- YOUR OBJECTIVE:
Lines of the records that hold the word "PostgresExecutionRepository" are to be counted; give the number and nothing more.

★ ★ ★ ★

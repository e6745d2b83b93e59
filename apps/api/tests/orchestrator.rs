//! Objective-run integration tests
//!
//! The coordinator and the specialists are answered by a scripted
//! completion client keyed on prompt template.

mod support;

use ghostpirates_orchestrator::agents::prompts::library::{COORDINATOR_TURN, DELEGATED_TASK};
use ghostpirates_orchestrator::agents::CompletionError;
use ghostpirates_orchestrator::domain::audit::AuditQuery;
use ghostpirates_orchestrator::domain::execution::ExecutionStatus;
use ghostpirates_orchestrator::domain::message::{MessageStatus, MessageType, Priority};
use ghostpirates_orchestrator::domain::team::{AutonomyConfig, EscalationAction, EscalationCondition, EscalationRule};
use ghostpirates_orchestrator::orchestration::{Counter, EngineError};
use std::time::Duration;
use support::{complete, delegate, task_done, Harness, ScriptedCompletion};

#[tokio::test]
async fn test_run_team_delegates_then_completes() {
    let h = Harness::new(ScriptedCompletion::new());
    let lead = h.agent("Lead", "planning").await;
    let writer = h.agent("Writer", "copy").await;
    let analyst = h.agent("Analyst", "data").await;
    let team = h.team(AutonomyConfig::default(), Some(lead.id), &[writer.id, analyst.id]).await;

    h.completion
        .push(
            COORDINATOR_TURN,
            delegate(&[(writer.id, "Draft the announcement"), (analyst.id, "Size the audience")]),
        )
        .push(COORDINATOR_TURN, complete("Launch plan ready"))
        .always(DELEGATED_TASK, task_done("done"));

    let report = h
        .services
        .orchestrator
        .run_team(h.workspace_id, team.id(), "Plan the product launch", Priority::High)
        .await
        .unwrap();

    assert_eq!(report.status, ExecutionStatus::Completed);
    assert_eq!(report.summary.as_deref(), Some("Launch plan ready"));
    assert_eq!(report.agents_involved, vec![writer.id, analyst.id]);
    assert_eq!(report.turns, 1);
    assert!(report.error.is_none());

    let execution = h.services.engine.get(h.workspace_id, report.execution_id).await.unwrap();
    assert_eq!(execution.status(), ExecutionStatus::Completed);
    assert_eq!(execution.objective(), Some("Plan the product launch"));

    // kickoff, two tasks, two results, completion notice
    let thread_id = execution.context()["thread_id"].as_str().unwrap().parse().unwrap();
    let thread = h.services.bus.thread(h.workspace_id, thread_id).await.unwrap();
    assert_eq!(thread.len(), 6);
    let tasks: Vec<_> = thread.iter().filter(|m| m.message_type == MessageType::Task).collect();
    assert_eq!(tasks.len(), 2);
    assert!(tasks.iter().all(|m| m.status == MessageStatus::Delivered));
    let results: Vec<_> = thread.iter().filter(|m| m.message_type == MessageType::Result).collect();
    assert!(results.iter().all(|m| m.parent_message_id.is_some()));

    let delegations = h
        .services
        .ledger
        .query(
            h.workspace_id,
            &AuditQuery {
                execution_id: Some(report.execution_id),
                action_type: Some("task_delegated".to_string()),
                ..AuditQuery::default()
            },
        )
        .await
        .unwrap();
    assert_eq!(delegations.len(), 2);
    assert_eq!(h.services.metrics.get(Counter::Delegation), 2);
}

#[tokio::test]
async fn test_planning_failure_yields_failed_run() {
    let h = Harness::new(ScriptedCompletion::new());
    let lead = h.agent("Lead", "planning").await;
    let writer = h.agent("Writer", "copy").await;
    let team = h.team(AutonomyConfig::default(), Some(lead.id), &[writer.id]).await;
    h.completion
        .push(COORDINATOR_TURN, Err(CompletionError::Connection("reset by peer".to_string())));

    let report = h
        .services
        .orchestrator
        .run_team(h.workspace_id, team.id(), "Plan the launch", Priority::Normal)
        .await
        .unwrap();

    assert_eq!(report.status, ExecutionStatus::Failed);
    assert!(report.error.as_deref().unwrap().starts_with("Planning failed"));
    assert!(report.summary.is_none());
    assert!(report.agents_involved.is_empty());
    assert_eq!(h.services.metrics.get(Counter::PlanningFailure), 1);
}

#[tokio::test]
async fn test_failed_delegation_keeps_partial_involvement() {
    let h = Harness::new(ScriptedCompletion::new());
    let lead = h.agent("Lead", "planning").await;
    let writer = h.agent("Writer", "copy").await;
    let team = h.team(AutonomyConfig::default(), Some(lead.id), &[writer.id]).await;
    h.completion
        .push(COORDINATOR_TURN, delegate(&[(writer.id, "Draft the announcement")]))
        .push(
            COORDINATOR_TURN,
            Err(CompletionError::Upstream {
                status: 503,
                message: "overloaded".to_string(),
            }),
        )
        .push(
            DELEGATED_TASK,
            Err(CompletionError::Upstream {
                status: 500,
                message: "internal".to_string(),
            }),
        );

    let report = h
        .services
        .orchestrator
        .run_team(h.workspace_id, team.id(), "Plan the launch", Priority::Normal)
        .await
        .unwrap();

    assert_eq!(report.status, ExecutionStatus::Failed);
    assert_eq!(report.agents_involved, vec![writer.id]);
    assert!(report.error.is_some());
}

#[tokio::test(start_paused = true)]
async fn test_delegation_respects_concurrency_ceiling() {
    let h = Harness::new(ScriptedCompletion::new().with_delay(Duration::from_millis(50)));
    let lead = h.agent("Lead", "planning").await;
    let mut specialists = Vec::new();
    for name in ["One", "Two", "Three", "Four"] {
        specialists.push(h.agent(name, "general").await.id);
    }
    let autonomy = AutonomyConfig {
        max_concurrent_tasks: 2,
        ..AutonomyConfig::default()
    };
    let team = h.team(autonomy, Some(lead.id), &specialists).await;

    let assignments: Vec<_> = specialists.iter().map(|id| (*id, "Pitch in")).collect();
    h.completion
        .push(COORDINATOR_TURN, delegate(&assignments))
        .push(COORDINATOR_TURN, complete("All hands done"))
        .always(DELEGATED_TASK, task_done("ok"));

    let report = h
        .services
        .orchestrator
        .run_team(h.workspace_id, team.id(), "Everyone helps", Priority::Normal)
        .await
        .unwrap();

    assert_eq!(report.status, ExecutionStatus::Completed);
    assert_eq!(report.agents_involved.len(), 4);
    assert_eq!(h.completion.calls(DELEGATED_TASK), 4);
    assert_eq!(h.completion.peak_concurrency(), 2);
}

#[tokio::test]
async fn test_escalation_pauses_run_and_resume_continues_it() {
    let h = Harness::new(ScriptedCompletion::new());
    let lead = h.agent("Lead", "planning").await;
    let writer = h.agent("Writer", "copy").await;
    let autonomy = AutonomyConfig {
        escalation_rules: vec![EscalationRule {
            condition: EscalationCondition::TaskFailed,
            action: EscalationAction::Pause,
        }],
        ..AutonomyConfig::default()
    };
    let team = h.team(autonomy, Some(lead.id), &[writer.id]).await;
    h.completion
        .push(COORDINATOR_TURN, delegate(&[(writer.id, "Draft the announcement")]))
        .push(DELEGATED_TASK, Err(CompletionError::Unauthorized("expired".to_string())));

    let paused = h
        .services
        .orchestrator
        .run_team(h.workspace_id, team.id(), "Plan the launch", Priority::Normal)
        .await
        .unwrap();

    assert_eq!(paused.status, ExecutionStatus::Paused);
    assert_eq!(paused.turns, 1);
    assert_eq!(h.completion.calls(COORDINATOR_TURN), 1);

    h.completion
        .push(COORDINATOR_TURN, delegate(&[(writer.id, "Try the draft again")]))
        .push(DELEGATED_TASK, Err(CompletionError::Unauthorized("still expired".to_string())))
        .push(COORDINATOR_TURN, complete("Shipped with a manual draft"));

    let resumed = h
        .services
        .orchestrator
        .resume_run(h.workspace_id, paused.execution_id, h.user_id)
        .await
        .unwrap();

    // The rule already fired once and does not pause the run again
    assert_eq!(resumed.status, ExecutionStatus::Completed);
    assert_eq!(resumed.turns, 2);
    assert_eq!(resumed.agents_involved, vec![writer.id]);
    assert_eq!(resumed.summary.as_deref(), Some("Shipped with a manual draft"));
}

#[tokio::test]
async fn test_resume_run_requires_paused_run() {
    let h = Harness::new(ScriptedCompletion::new());
    let lead = h.agent("Lead", "planning").await;
    let writer = h.agent("Writer", "copy").await;
    let team = h.team(AutonomyConfig::default(), Some(lead.id), &[writer.id]).await;
    h.completion.push(COORDINATOR_TURN, complete("Nothing to do"));

    let report = h
        .services
        .orchestrator
        .run_team(h.workspace_id, team.id(), "Idle", Priority::Low)
        .await
        .unwrap();
    let err = h
        .services
        .orchestrator
        .resume_run(h.workspace_id, report.execution_id, h.user_id)
        .await
        .unwrap_err();

    assert!(matches!(
        err,
        EngineError::InvalidTransition {
            from: ExecutionStatus::Completed,
            ..
        }
    ));
}

#[tokio::test]
async fn test_run_team_validates_inputs() {
    let h = Harness::new(ScriptedCompletion::new());
    let lead = h.agent("Lead", "planning").await;
    let writer = h.agent("Writer", "copy").await;
    let staffed = h.team(AutonomyConfig::default(), Some(lead.id), &[writer.id]).await;
    let leaderless = h.team(AutonomyConfig::default(), None, &[writer.id]).await;
    let orchestrator = &h.services.orchestrator;

    let err = orchestrator
        .run_team(h.workspace_id, staffed.id(), "   ", Priority::Normal)
        .await
        .unwrap_err();
    assert!(matches!(err, EngineError::Validation(_)));

    let err = orchestrator
        .run_team(h.workspace_id, leaderless.id(), "Plan", Priority::Normal)
        .await
        .unwrap_err();
    assert!(matches!(err, EngineError::Validation(_)));

    let err = orchestrator
        .run_team(h.workspace_id, uuid::Uuid::new_v4(), "Plan", Priority::Normal)
        .await
        .unwrap_err();
    assert!(matches!(err, EngineError::NotFound { entity: "Team", .. }));

    assert_eq!(h.completion.requests().len(), 0);
}
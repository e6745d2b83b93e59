use super::value_objects::{ExecutionStatus, StepStatus, TransitionError};
use crate::domain::message::Priority;
use crate::domain::workflow::Workflow;
use chrono::{DateTime, Utc};
use serde::{Deserialize, Serialize};
use serde_json::{Map, Value};
use std::collections::BTreeMap;
use uuid::Uuid;

/// What drives an execution
#[derive(Debug, Clone, PartialEq, Serialize, Deserialize)]
#[serde(tag = "kind", rename_all = "snake_case")]
pub enum ExecutionSource {
    /// Graph-driven: a pre-authored workflow
    Workflow { workflow_id: Uuid },
    /// Objective-driven: a team run planned turn by turn by its coordinator
    Objective { objective: String, priority: Priority },
}

/// Recorded outcome of the latest attempt cycle for one step
#[derive(Debug, Clone, PartialEq, Serialize, Deserialize)]
pub struct StepResult {
    pub step_id: String,
    pub status: StepStatus,
    #[serde(default, skip_serializing_if = "Option::is_none")]
    pub output: Option<Value>,
    #[serde(default, skip_serializing_if = "Option::is_none")]
    pub error: Option<String>,
    /// Attempts consumed in this cycle; a retry starts a fresh cycle
    pub attempts: u32,
    pub started_at: DateTime<Utc>,
    pub finished_at: DateTime<Utc>,
}

impl StepResult {
    pub fn completed(step_id: &str, output: Value, attempts: u32, started_at: DateTime<Utc>) -> Self {
        Self::build(step_id, StepStatus::Completed, Some(output), None, attempts, started_at)
    }

    pub fn failed(step_id: &str, error: impl Into<String>, attempts: u32, started_at: DateTime<Utc>) -> Self {
        Self::build(step_id, StepStatus::Failed, None, Some(error.into()), attempts, started_at)
    }

    pub fn skipped(step_id: &str) -> Self {
        Self::build(step_id, StepStatus::Skipped, None, None, 0, Utc::now())
    }

    pub fn awaiting_approval(step_id: &str, approval_id: Uuid) -> Self {
        let output = serde_json::json!({ "approval_id": approval_id });
        Self::build(step_id, StepStatus::AwaitingApproval, Some(output), None, 0, Utc::now())
    }

    pub fn rejected(step_id: &str, reason: Option<String>) -> Self {
        let error = reason.unwrap_or_else(|| "Rejected by reviewer".to_string());
        Self::build(step_id, StepStatus::Rejected, None, Some(error), 0, Utc::now())
    }

    fn build(
        step_id: &str,
        status: StepStatus,
        output: Option<Value>,
        error: Option<String>,
        attempts: u32,
        started_at: DateTime<Utc>,
    ) -> Self {
        Self {
            step_id: step_id.to_string(),
            status,
            output,
            error,
            attempts,
            started_at,
            finished_at: Utc::now(),
        }
    }

    pub fn succeeded(&self) -> bool {
        self.status == StepStatus::Completed
    }
}

/// One observed status change
#[derive(Debug, Clone, Copy, PartialEq, Eq, Serialize, Deserialize)]
pub struct StatusChange {
    pub from: ExecutionStatus,
    pub to: ExecutionStatus,
    pub at: DateTime<Utc>,
}

/// WorkflowExecution aggregate root
///
/// Tracks one run of a workflow (or one objective run of a team): status,
/// step pointer, per-step results and the context accumulated from step
/// outputs.
///
/// # Invariants
/// - Status only changes along the edges of [`ExecutionStatus::can_transition_to`]
/// - Every status change is appended to `history`
/// - `revision` increases by one with every persisted write; stores use it
///   together with the status for conditional updates
#[derive(Debug, Clone, PartialEq, Serialize, Deserialize)]
pub struct WorkflowExecution {
    id: Uuid,
    workspace_id: Uuid,
    source: ExecutionSource,
    team_id: Option<Uuid>,
    status: ExecutionStatus,
    current_step_id: Option<String>,
    step_results: BTreeMap<String, StepResult>,
    step_log: Vec<String>,
    context: Map<String, Value>,
    history: Vec<StatusChange>,
    error: Option<String>,
    revision: i64,
    created_at: DateTime<Utc>,
    started_at: Option<DateTime<Utc>>,
    updated_at: DateTime<Utc>,
    completed_at: Option<DateTime<Utc>>,
}

impl WorkflowExecution {
    /// Creates a pending execution positioned at the workflow's entry step
    pub fn for_workflow(workflow: &Workflow) -> Self {
        Self::build(
            workflow.workspace_id,
            ExecutionSource::Workflow {
                workflow_id: workflow.id,
            },
            workflow.team_id,
            Some(workflow.entry_step().id.clone()),
        )
    }

    /// Creates a pending objective run for a team
    pub fn for_objective(workspace_id: Uuid, team_id: Uuid, objective: String, priority: Priority) -> Self {
        Self::build(
            workspace_id,
            ExecutionSource::Objective { objective, priority },
            Some(team_id),
            None,
        )
    }

    fn build(
        workspace_id: Uuid,
        source: ExecutionSource,
        team_id: Option<Uuid>,
        current_step_id: Option<String>,
    ) -> Self {
        let now = Utc::now();
        Self {
            id: Uuid::new_v4(),
            workspace_id,
            source,
            team_id,
            status: ExecutionStatus::Pending,
            current_step_id,
            step_results: BTreeMap::new(),
            step_log: Vec::new(),
            context: Map::new(),
            history: Vec::new(),
            error: None,
            revision: 0,
            created_at: now,
            started_at: None,
            updated_at: now,
            completed_at: None,
        }
    }

    /// Moves to `next`, rejecting edges outside the state machine
    pub fn transition_to(&mut self, next: ExecutionStatus) -> Result<(), TransitionError> {
        if !self.status.can_transition_to(next) {
            return Err(TransitionError {
                from: self.status,
                to: next,
            });
        }

        let now = Utc::now();
        self.history.push(StatusChange {
            from: self.status,
            to: next,
            at: now,
        });
        self.status = next;
        self.updated_at = now;

        if next == ExecutionStatus::Running && self.started_at.is_none() {
            self.started_at = Some(now);
        }
        if next.is_terminal() {
            self.completed_at = Some(now);
        }
        Ok(())
    }

    /// Transitions to `Failed` and records the reason
    pub fn fail(&mut self, error: impl Into<String>) -> Result<(), TransitionError> {
        self.transition_to(ExecutionStatus::Failed)?;
        self.error = Some(error.into());
        Ok(())
    }

    /// Stores a step result, replacing any earlier one for the same step
    ///
    /// Outputs of completed steps are merged into the context twice: under
    /// the step id, and (for object outputs) key by key at the top level.
    pub fn record_step(&mut self, result: StepResult) {
        if result.succeeded() {
            if let Some(output) = &result.output {
                if let Value::Object(fields) = output {
                    for (key, value) in fields {
                        self.context.insert(key.clone(), value.clone());
                    }
                }
                self.context.insert(result.step_id.clone(), output.clone());
            }
        }
        self.step_log.push(result.step_id.clone());
        self.step_results.insert(result.step_id.clone(), result);
        self.updated_at = Utc::now();
    }

    pub fn advance_to(&mut self, next_step_id: Option<String>) {
        self.current_step_id = next_step_id;
        self.updated_at = Utc::now();
    }

    pub fn set_context_value(&mut self, key: impl Into<String>, value: Value) {
        self.context.insert(key.into(), value);
        self.updated_at = Utc::now();
    }

    pub fn set_error(&mut self, error: impl Into<String>) {
        self.error = Some(error.into());
    }

    /// Called by stores after a successful conditional write
    pub fn mark_persisted(&mut self) {
        self.revision += 1;
    }

    pub fn last_result(&self, step_id: &str) -> Option<&StepResult> {
        self.step_results.get(step_id)
    }

    pub fn workflow_id(&self) -> Option<Uuid> {
        match &self.source {
            ExecutionSource::Workflow { workflow_id } => Some(*workflow_id),
            ExecutionSource::Objective { .. } => None,
        }
    }

    pub fn objective(&self) -> Option<&str> {
        match &self.source {
            ExecutionSource::Objective { objective, .. } => Some(objective),
            ExecutionSource::Workflow { .. } => None,
        }
    }

    // ===== Getters =====

    pub fn id(&self) -> Uuid {
        self.id
    }

    pub fn workspace_id(&self) -> Uuid {
        self.workspace_id
    }

    pub fn source(&self) -> &ExecutionSource {
        &self.source
    }

    pub fn team_id(&self) -> Option<Uuid> {
        self.team_id
    }

    pub fn status(&self) -> ExecutionStatus {
        self.status
    }

    pub fn current_step_id(&self) -> Option<&str> {
        self.current_step_id.as_deref()
    }

    pub fn step_results(&self) -> &BTreeMap<String, StepResult> {
        &self.step_results
    }

    /// Step ids in the order their results were recorded
    pub fn step_log(&self) -> &[String] {
        &self.step_log
    }

    pub fn context(&self) -> &Map<String, Value> {
        &self.context
    }

    pub fn history(&self) -> &[StatusChange] {
        &self.history
    }

    pub fn error(&self) -> Option<&str> {
        self.error.as_deref()
    }

    pub fn revision(&self) -> i64 {
        self.revision
    }

    pub fn created_at(&self) -> DateTime<Utc> {
        self.created_at
    }

    pub fn started_at(&self) -> Option<DateTime<Utc>> {
        self.started_at
    }

    pub fn updated_at(&self) -> DateTime<Utc> {
        self.updated_at
    }

    pub fn completed_at(&self) -> Option<DateTime<Utc>> {
        self.completed_at
    }

    /// Reconstructs an execution from persistence layer data
    ///
    /// Only to be used by repository implementations.
    #[allow(clippy::too_many_arguments)]
    pub fn from_persistence(
        id: Uuid,
        workspace_id: Uuid,
        source: ExecutionSource,
        team_id: Option<Uuid>,
        status: ExecutionStatus,
        current_step_id: Option<String>,
        step_results: BTreeMap<String, StepResult>,
        step_log: Vec<String>,
        context: Map<String, Value>,
        history: Vec<StatusChange>,
        error: Option<String>,
        revision: i64,
        created_at: DateTime<Utc>,
        started_at: Option<DateTime<Utc>>,
        updated_at: DateTime<Utc>,
        completed_at: Option<DateTime<Utc>>,
    ) -> Self {
        Self {
            id,
            workspace_id,
            source,
            team_id,
            status,
            current_step_id,
            step_results,
            step_log,
            context,
            history,
            error,
            revision,
            created_at,
            started_at,
            updated_at,
            completed_at,
        }
    }
}
use async_trait::async_trait;
use chrono::{DateTime, Utc};
use serde_json::{Map, Value};
use sqlx::types::Json;
use sqlx::PgPool;
use std::collections::BTreeMap;
use uuid::Uuid;

use crate::domain::execution::{ExecutionSource, ExecutionStatus, StatusChange, StepResult, WorkflowExecution};
use crate::domain::repositories::{ExecutionRepository, RepoResult};

#[derive(sqlx::FromRow)]
struct ExecutionRow {
    id: Uuid,
    workspace_id: Uuid,
    source: Json<ExecutionSource>,
    team_id: Option<Uuid>,
    status: ExecutionStatus,
    current_step_id: Option<String>,
    step_results: Json<BTreeMap<String, StepResult>>,
    step_log: Json<Vec<String>>,
    context: Json<Map<String, Value>>,
    history: Json<Vec<StatusChange>>,
    error: Option<String>,
    revision: i64,
    created_at: DateTime<Utc>,
    started_at: Option<DateTime<Utc>>,
    updated_at: DateTime<Utc>,
    completed_at: Option<DateTime<Utc>>,
}

impl From<ExecutionRow> for WorkflowExecution {
    fn from(r: ExecutionRow) -> Self {
        WorkflowExecution::from_persistence(
            r.id,
            r.workspace_id,
            r.source.0,
            r.team_id,
            r.status,
            r.current_step_id,
            r.step_results.0,
            r.step_log.0,
            r.context.0,
            r.history.0,
            r.error,
            r.revision,
            r.created_at,
            r.started_at,
            r.updated_at,
            r.completed_at,
        )
    }
}

const SELECT_EXECUTION: &str = r#"
    SELECT id, workspace_id, source, team_id, status, current_step_id, step_results,
           step_log, context, history, error, revision,
           created_at, started_at, updated_at, completed_at
    FROM workflow_executions
"#;

/// PostgreSQL implementation of ExecutionRepository
///
/// Status transitions are linearized with `WHERE status = $n AND revision = $m`
/// on every update; no row locks are held between statements.
pub struct PostgresExecutionRepository {
    pool: PgPool,
}

impl PostgresExecutionRepository {
    pub fn new(pool: PgPool) -> Self {
        Self { pool }
    }
}

#[async_trait]
impl ExecutionRepository for PostgresExecutionRepository {
    async fn insert(&self, execution: &WorkflowExecution) -> RepoResult<()> {
        sqlx::query(
            r#"
            INSERT INTO workflow_executions (
                id, workspace_id, source, workflow_id, team_id, status, current_step_id,
                step_results, step_log, context, history, error, revision,
                created_at, started_at, updated_at, completed_at
            )
            VALUES ($1, $2, $3, $4, $5, $6, $7, $8, $9, $10, $11, $12, $13, $14, $15, $16, $17)
            "#,
        )
        .bind(execution.id())
        .bind(execution.workspace_id())
        .bind(Json(execution.source()))
        .bind(execution.workflow_id())
        .bind(execution.team_id())
        .bind(execution.status())
        .bind(execution.current_step_id())
        .bind(Json(execution.step_results()))
        .bind(Json(execution.step_log()))
        .bind(Json(execution.context()))
        .bind(Json(execution.history()))
        .bind(execution.error())
        .bind(execution.revision())
        .bind(execution.created_at())
        .bind(execution.started_at())
        .bind(execution.updated_at())
        .bind(execution.completed_at())
        .execute(&self.pool)
        .await?;

        Ok(())
    }

    async fn find_by_id(&self, workspace_id: Uuid, id: Uuid) -> RepoResult<Option<WorkflowExecution>> {
        let row = sqlx::query_as::<_, ExecutionRow>(&format!(
            "{SELECT_EXECUTION} WHERE id = $1 AND workspace_id = $2"
        ))
        .bind(id)
        .bind(workspace_id)
        .fetch_optional(&self.pool)
        .await?;

        Ok(row.map(WorkflowExecution::from))
    }

    async fn compare_and_set(
        &self,
        execution: &WorkflowExecution,
        expected_status: ExecutionStatus,
    ) -> RepoResult<bool> {
        let result = sqlx::query(
            r#"
            UPDATE workflow_executions SET
                status = $1,
                current_step_id = $2,
                step_results = $3,
                step_log = $4,
                context = $5,
                history = $6,
                error = $7,
                started_at = $8,
                updated_at = $9,
                completed_at = $10,
                revision = revision + 1
            WHERE id = $11 AND workspace_id = $12 AND status = $13 AND revision = $14
            "#,
        )
        .bind(execution.status())
        .bind(execution.current_step_id())
        .bind(Json(execution.step_results()))
        .bind(Json(execution.step_log()))
        .bind(Json(execution.context()))
        .bind(Json(execution.history()))
        .bind(execution.error())
        .bind(execution.started_at())
        .bind(execution.updated_at())
        .bind(execution.completed_at())
        .bind(execution.id())
        .bind(execution.workspace_id())
        .bind(expected_status)
        .bind(execution.revision())
        .execute(&self.pool)
        .await?;

        Ok(result.rows_affected() == 1)
    }

    async fn count_by_workflow(&self, workspace_id: Uuid, workflow_id: Uuid) -> RepoResult<u64> {
        let count: i64 = sqlx::query_scalar(
            "SELECT COUNT(*) FROM workflow_executions WHERE workspace_id = $1 AND workflow_id = $2",
        )
        .bind(workspace_id)
        .bind(workflow_id)
        .fetch_one(&self.pool)
        .await?;

        Ok(count.max(0) as u64)
    }

    async fn find_by_workspace(
        &self,
        workspace_id: Uuid,
        status: Option<ExecutionStatus>,
    ) -> RepoResult<Vec<WorkflowExecution>> {
        let rows = sqlx::query_as::<_, ExecutionRow>(&format!(
            "{SELECT_EXECUTION} WHERE workspace_id = $1 AND ($2::execution_status IS NULL OR status = $2) \
             ORDER BY created_at DESC"
        ))
        .bind(workspace_id)
        .bind(status)
        .fetch_all(&self.pool)
        .await?;

        Ok(rows.into_iter().map(WorkflowExecution::from).collect())
    }
}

★ ★ ★ ★

- SOLVED EXERCISE:
3